**WHAT THE EXERCISE ASKS:** An exact transcript of all the records is the expected answer.

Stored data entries
[Start of Attachment]

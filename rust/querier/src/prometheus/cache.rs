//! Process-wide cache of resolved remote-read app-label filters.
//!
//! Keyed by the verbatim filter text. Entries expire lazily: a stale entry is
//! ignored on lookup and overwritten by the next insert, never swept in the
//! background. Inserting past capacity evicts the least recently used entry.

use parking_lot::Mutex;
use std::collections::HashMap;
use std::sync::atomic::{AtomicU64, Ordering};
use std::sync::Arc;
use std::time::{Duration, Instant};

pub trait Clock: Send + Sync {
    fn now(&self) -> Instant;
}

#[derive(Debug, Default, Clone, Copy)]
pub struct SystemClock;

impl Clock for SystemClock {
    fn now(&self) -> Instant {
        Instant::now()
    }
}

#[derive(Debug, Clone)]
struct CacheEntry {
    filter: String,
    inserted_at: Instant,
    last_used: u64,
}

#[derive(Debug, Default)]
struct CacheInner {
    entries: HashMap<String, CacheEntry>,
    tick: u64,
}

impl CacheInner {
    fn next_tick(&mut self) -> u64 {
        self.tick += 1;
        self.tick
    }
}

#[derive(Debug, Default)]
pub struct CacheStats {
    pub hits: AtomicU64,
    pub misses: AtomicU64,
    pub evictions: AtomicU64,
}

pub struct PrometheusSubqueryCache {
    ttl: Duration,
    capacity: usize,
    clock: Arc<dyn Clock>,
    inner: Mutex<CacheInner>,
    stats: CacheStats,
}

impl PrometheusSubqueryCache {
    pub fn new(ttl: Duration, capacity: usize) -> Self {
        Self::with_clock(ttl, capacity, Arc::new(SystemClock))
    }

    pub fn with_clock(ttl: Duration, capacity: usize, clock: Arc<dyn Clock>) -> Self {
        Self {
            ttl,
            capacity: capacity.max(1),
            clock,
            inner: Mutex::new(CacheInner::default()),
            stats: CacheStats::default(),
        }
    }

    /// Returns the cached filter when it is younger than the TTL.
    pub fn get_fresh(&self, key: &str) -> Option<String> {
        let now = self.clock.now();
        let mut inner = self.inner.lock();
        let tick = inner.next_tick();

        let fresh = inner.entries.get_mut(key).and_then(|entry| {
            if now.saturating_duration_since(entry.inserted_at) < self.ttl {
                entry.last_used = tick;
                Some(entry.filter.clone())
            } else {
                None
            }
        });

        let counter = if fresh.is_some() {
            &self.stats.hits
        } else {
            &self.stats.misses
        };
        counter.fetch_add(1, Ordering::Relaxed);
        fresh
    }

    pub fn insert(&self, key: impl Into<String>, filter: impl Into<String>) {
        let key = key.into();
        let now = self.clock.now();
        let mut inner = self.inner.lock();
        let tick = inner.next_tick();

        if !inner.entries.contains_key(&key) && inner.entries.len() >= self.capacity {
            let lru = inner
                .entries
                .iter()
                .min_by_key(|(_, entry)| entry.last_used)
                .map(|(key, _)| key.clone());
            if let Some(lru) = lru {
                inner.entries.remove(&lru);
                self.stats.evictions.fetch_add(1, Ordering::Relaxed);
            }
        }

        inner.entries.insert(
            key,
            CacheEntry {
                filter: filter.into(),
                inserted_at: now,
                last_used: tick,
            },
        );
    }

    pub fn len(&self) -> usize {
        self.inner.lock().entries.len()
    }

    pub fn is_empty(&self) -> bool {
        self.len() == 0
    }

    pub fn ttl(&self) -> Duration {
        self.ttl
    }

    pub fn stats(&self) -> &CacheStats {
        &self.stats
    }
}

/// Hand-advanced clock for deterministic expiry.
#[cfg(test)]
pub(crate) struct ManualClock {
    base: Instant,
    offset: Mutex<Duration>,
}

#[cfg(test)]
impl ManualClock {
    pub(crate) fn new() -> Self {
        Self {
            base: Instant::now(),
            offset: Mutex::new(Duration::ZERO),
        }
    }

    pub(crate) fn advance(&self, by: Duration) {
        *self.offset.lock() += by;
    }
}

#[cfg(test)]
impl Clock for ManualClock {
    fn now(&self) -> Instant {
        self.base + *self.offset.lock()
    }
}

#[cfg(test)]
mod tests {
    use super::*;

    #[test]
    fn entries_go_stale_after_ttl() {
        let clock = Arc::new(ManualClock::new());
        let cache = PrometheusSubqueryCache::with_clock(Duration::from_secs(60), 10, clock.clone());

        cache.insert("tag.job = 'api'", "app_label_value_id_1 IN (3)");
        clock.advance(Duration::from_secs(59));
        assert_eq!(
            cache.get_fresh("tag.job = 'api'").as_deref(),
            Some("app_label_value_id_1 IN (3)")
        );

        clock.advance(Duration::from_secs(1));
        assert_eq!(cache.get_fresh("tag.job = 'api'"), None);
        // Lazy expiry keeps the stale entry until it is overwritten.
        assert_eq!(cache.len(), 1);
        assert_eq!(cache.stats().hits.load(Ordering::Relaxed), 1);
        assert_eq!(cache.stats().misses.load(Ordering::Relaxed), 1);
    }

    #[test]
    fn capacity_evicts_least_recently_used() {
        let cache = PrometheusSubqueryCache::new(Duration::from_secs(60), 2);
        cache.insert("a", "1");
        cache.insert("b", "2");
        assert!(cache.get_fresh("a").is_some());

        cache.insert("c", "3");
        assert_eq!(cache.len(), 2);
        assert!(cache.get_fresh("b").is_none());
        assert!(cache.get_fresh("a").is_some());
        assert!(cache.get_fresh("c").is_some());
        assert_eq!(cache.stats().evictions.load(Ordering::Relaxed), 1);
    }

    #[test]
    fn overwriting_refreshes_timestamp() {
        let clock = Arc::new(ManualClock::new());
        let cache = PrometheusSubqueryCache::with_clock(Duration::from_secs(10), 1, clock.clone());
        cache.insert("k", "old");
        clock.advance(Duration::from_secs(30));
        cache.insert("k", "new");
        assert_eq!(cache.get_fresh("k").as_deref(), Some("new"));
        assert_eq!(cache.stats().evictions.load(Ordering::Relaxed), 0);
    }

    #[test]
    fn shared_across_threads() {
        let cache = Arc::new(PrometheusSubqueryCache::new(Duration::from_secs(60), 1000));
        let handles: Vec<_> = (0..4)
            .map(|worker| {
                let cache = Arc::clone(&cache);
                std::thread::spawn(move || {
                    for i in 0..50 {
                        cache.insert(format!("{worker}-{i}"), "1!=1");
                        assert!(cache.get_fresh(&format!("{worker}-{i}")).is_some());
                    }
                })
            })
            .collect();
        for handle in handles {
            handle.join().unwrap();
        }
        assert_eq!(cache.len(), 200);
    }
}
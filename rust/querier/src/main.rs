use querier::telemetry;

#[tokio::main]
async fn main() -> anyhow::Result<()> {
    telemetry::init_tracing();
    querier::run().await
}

[End of Attachment]

**PROBLEM SOLUTION:**
filename rust/querier/src/prometheus/cache.rs
//! Process-wide cache of resolved remote-read app-label filters.
//!
//! Keyed by the verbatim filter text. Entries expire lazily: a stale entry is
//! ignored on lookup and overwritten by the next insert, never swept in the
//! background. Inserting past capacity evicts the least recently used entry.

use parking_lot::Mutex;
use std::collections::HashMap;
use std::sync::atomic::{AtomicU64, Ordering};
use std::sync::Arc;
use std::time::{Duration, Instant};

pub trait Clock: Send + Sync {
    fn now(&self) -> Instant;
}

#[derive(Debug, Default, Clone, Copy)]
pub struct SystemClock;

impl Clock for SystemClock {
    fn now(&self) -> Instant {
        Instant::now()
    }
}

#[derive(Debug, Clone)]
struct CacheEntry {
    filter: String,
    inserted_at: Instant,
    last_used: u64,
}

#[derive(Debug, Default)]
struct CacheInner {
    entries: HashMap<String, CacheEntry>,
    tick: u64,
}

impl CacheInner {
    fn next_tick(&mut self) -> u64 {
        self.tick += 1;
        self.tick
    }
}

#[derive(Debug, Default)]
pub struct CacheStats {
    pub hits: AtomicU64,
    pub misses: AtomicU64,
    pub evictions: AtomicU64,
}

pub struct PrometheusSubqueryCache {
    ttl: Duration,
    capacity: usize,
    clock: Arc<dyn Clock>,
    inner: Mutex<CacheInner>,
    stats: CacheStats,
}

impl PrometheusSubqueryCache {
    pub fn new(ttl: Duration, capacity: usize) -> Self {
        Self::with_clock(ttl, capacity, Arc::new(SystemClock))
    }

    pub fn with_clock(ttl: Duration, capacity: usize, clock: Arc<dyn Clock>) -> Self {
        Self {
            ttl,
            capacity: capacity.max(1),
            clock,
            inner: Mutex::new(CacheInner::default()),
            stats: CacheStats::default(),
        }
    }

    /// Returns the cached filter when it is younger than the TTL.
    pub fn get_fresh(&self, key: &str) -> Option<String> {
        let now = self.clock.now();
        let mut inner = self.inner.lock();
        let tick = inner.next_tick();

        let fresh = inner.entries.get_mut(key).and_then(|entry| {
            if now.saturating_duration_since(entry.inserted_at) < self.ttl {
                entry.last_used = tick;
                Some(entry.filter.clone())
            } else {
                None
            }
        });

        let counter = if fresh.is_some() {
            &self.stats.hits
        } else {
            &self.stats.misses
        };
        counter.fetch_add(1, Ordering::Relaxed);
        fresh
    }

    pub fn insert(&self, key: impl Into<String>, filter: impl Into<String>) {
        let key = key.into();
        let now = self.clock.now();
        let mut inner = self.inner.lock();
        let tick = inner.next_tick();

        if !inner.entries.contains_key(&key) && inner.entries.len() >= self.capacity {
            let lru = inner
                .entries
                .iter()
                .min_by_key(|(_, entry)| entry.last_used)
                .map(|(key, _)| key.clone());
            if let Some(lru) = lru {
                inner.entries.remove(&lru);
                self.stats.evictions.fetch_add(1, Ordering::Relaxed);
            }
        }

        inner.entries.insert(
            key,
            CacheEntry {
                filter: filter.into(),
                inserted_at: now,
                last_used: tick,
            },
        );
    }

    pub fn len(&self) -> usize {
        self.inner.lock().entries.len()
    }

    pub fn is_empty(&self) -> bool {
        self.len() == 0
    }

    pub fn ttl(&self) -> Duration {
        self.ttl
    }

    pub fn stats(&self) -> &CacheStats {
        &self.stats
    }
}

/// Hand-advanced clock for deterministic expiry.
#[cfg(test)]
pub(crate) struct ManualClock {
    base: Instant,
    offset: Mutex<Duration>,
}

#[cfg(test)]
impl ManualClock {
    pub(crate) fn new() -> Self {
        Self {
            base: Instant::now(),
            offset: Mutex::new(Duration::ZERO),
        }
    }

    pub(crate) fn advance(&self, by: Duration) {
        *self.offset.lock() += by;
    }
}

#[cfg(test)]
impl Clock for ManualClock {
    fn now(&self) -> Instant {
        self.base + *self.offset.lock()
    }
}

#[cfg(test)]
mod tests {
    use super::*;

    #[test]
    fn entries_go_stale_after_ttl() {
        let clock = Arc::new(ManualClock::new());
        let cache = PrometheusSubqueryCache::with_clock(Duration::from_secs(60), 10, clock.clone());

        cache.insert("tag.job = 'api'", "app_label_value_id_1 IN (3)");
        clock.advance(Duration::from_secs(59));
        assert_eq!(
            cache.get_fresh("tag.job = 'api'").as_deref(),
            Some("app_label_value_id_1 IN (3)")
        );

        clock.advance(Duration::from_secs(1));
        assert_eq!(cache.get_fresh("tag.job = 'api'"), None);
        // Lazy expiry keeps the stale entry until it is overwritten.
        assert_eq!(cache.len(), 1);
        assert_eq!(cache.stats().hits.load(Ordering::Relaxed), 1);
        assert_eq!(cache.stats().misses.load(Ordering::Relaxed), 1);
    }

    #[test]
    fn capacity_evicts_least_recently_used() {
        let cache = PrometheusSubqueryCache::new(Duration::from_secs(60), 2);
        cache.insert("a", "1");
        cache.insert("b", "2");
        assert!(cache.get_fresh("a").is_some());

        cache.insert("c", "3");
        assert_eq!(cache.len(), 2);
        assert!(cache.get_fresh("b").is_none());
        assert!(cache.get_fresh("a").is_some());
        assert!(cache.get_fresh("c").is_some());
        assert_eq!(cache.stats().evictions.load(Ordering::Relaxed), 1);
    }

    #[test]
    fn overwriting_refreshes_timestamp() {
        let clock = Arc::new(ManualClock::new());
        let cache = PrometheusSubqueryCache::with_clock(Duration::from_secs(10), 1, clock.clone());
        cache.insert("k", "old");
        clock.advance(Duration::from_secs(30));
        cache.insert("k", "new");
        assert_eq!(cache.get_fresh("k").as_deref(), Some("new"));
        assert_eq!(cache.stats().evictions.load(Ordering::Relaxed), 0);
    }

    #[test]
    fn shared_across_threads() {
        let cache = Arc::new(PrometheusSubqueryCache::new(Duration::from_secs(60), 1000));
        let handles: Vec<_> = (0..4)
            .map(|worker| {
                let cache = Arc::clone(&cache);
                std::thread::spawn(move || {
                    for i in 0..50 {
                        cache.insert(format!("{worker}-{i}"), "1!=1");
                        assert!(cache.get_fresh(&format!("{worker}-{i}")).is_some());
                    }
                })
            })
            .collect();
        for handle in handles {
            handle.join().unwrap();
        }
        assert_eq!(cache.len(), 200);
    }
}
filename rust/querier/src/main.rs
use querier::telemetry;

#[tokio::main]
async fn main() -> anyhow::Result<()> {
    telemetry::init_tracing();
    querier::run().await
}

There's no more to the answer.